L’autogol dell’Azerbaigian in Armenia (Tempi 25.01.23)
Dopo aver battuto agli ottavi degli Austalian Open di tennis il giapponese Yoshihito Nishioka, il russo di origini armene Karen Khachanov si è avvicinato alla telecamera e ha lasciato una dedica che ha fatto infuriare l’Azerbaigian: «Continua a credere fino alla fine. Artsakh, resisti!». È il segnale di quanto la causa armena abbia acquistato forza nel mondo nell’ultimo mese, da quando cioè Baku ha bloccato in modo criminale il Corridoio di Lachin mettendo a rischio la vita dei 120 mila armeni residenti in Artsakh e scatenando una crisi umanitaria senza precedenti.
L’Ue si impegna in difesa dell’Armenia
Dopo l’importante condanna dell’Azerbaigian da parte del Parlamento europeo, il Consiglio europeo ha deciso di istituire una missione civile biennale dell’Ue in Armenia. L’obiettivo è contribuire a garantire la stabilità nelle zone di frontiera dell’Armenia con pattugliamenti sistematici.

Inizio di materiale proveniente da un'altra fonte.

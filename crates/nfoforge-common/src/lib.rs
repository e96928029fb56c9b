//! Nfoforge-Common: shared types and on-disk naming conventions.
//!
//! - **Core Types**: video categories, sidecar statuses, file layouts and HDR classes
//! - **Path Utilities**: video extension detection and Kodi sidecar naming
//!
//! # Examples
//!
//! ```
//! use nfoforge_common::{VideoCategory, SidecarStatus};
//! use nfoforge_common::paths::is_video_file;
//! use std::path::Path;
//!
//! let category: VideoCategory = "movieSet".parse().unwrap();
//! assert_eq!(category, VideoCategory::MovieSet);
//! assert_eq!(SidecarStatus::default(), SidecarStatus::Missing);
//! assert!(is_video_file(Path::new("movie.mkv")));
//! ```

pub mod error;
pub mod paths;
pub mod types;

pub use error::ParseError;
pub use types::*;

Come dichiarato da Josep Borrell, alto rappresentante per gli affari esteri e la politica di sicurezza dell’Ue, «l’istituzione di questa missione apre una nuova fase dell’impegno dell’Ue nel Caucaso meridionale».
Le mosse degli Stati Uniti
Anche gli Stati Uniti si stanno muovendo nell’area storicamente sotto l’influenza della Russia. Domenica, in un colloquio telefonico, il segretario di Stato americano Anthony Blinken ha chiesto al presidente azero Ilham Aliyev di raddoppiare gli sforzi per raggiungere una pace duratura con l’Armenia e ha invocato la riapertura del Corridoio di Lachin. In precedenza Blinken aveva ospitato il ministro degli Esteri armeno, Ararat Mirzoyan, e il collega azero, Jeyhun Bayramov, per cercare una mediazione.
La mossa americana, che ha due obiettivi, dovrebbe far fischiare le orecchie alla Russia. Da un lato, gli Stati Uniti vogliono impedire che l’Azerbaigian, e il suo alleato turco, si impossessino militarmente e indebitamente dell’area. Dall’altro potrebbero cercare di strappare la regione del Caucaso all’influenza di Mosca.
Il tentativo americano, insieme a quello europeo, potrebbe giocare a favore degli armeni, suggerendo cautela all’Azerbaigian e spingendo la Russia ad agire con più decisione in favore di Erevan, suo alleato. Fare pressione su Aliyev perché riapra il Corridoio di Lachin potrebbe diventare una necessità per Mosca.
Il blocco è tutto politico
Emergono intanto nuovi dettagli sui cosiddetti manifestanti “ambientalisti” che dal 12 dicembre bloccano il Corridoio di Lachin. Baku ha sempre sostenuto che si tratta di privati cittadini mossi da preoccupazioni ecologiche e che il governo non c’entra con la loro decisione di protestare.
In realtà, come sottolineato dalla fondazione Center for Law and Justice “Tatoyan”, per raggiungere il Corridoio dall’Azerbaigian è necessario attraversare i territori riconquistati due anni fa da Baku durante la guerra dei 44 giorni. Per accedervi, però, è necessario ottenere un permesso scritto dal ministero degli Interni dell’Azerbaigian, che fino ad ora l’aveva rilasciato soltanto a giornalisti e personaggi della cultura e della politica azera impegnati in iniziative statali.
Si tratta dell’ennesima conferma che il blocco, tutt’altro che ambientale, è politico. Ma con la sua iniziativa, violando il diritto internazionale, l’Azerbaigian rischia di guadagnare all’Armenia alleati scomodi.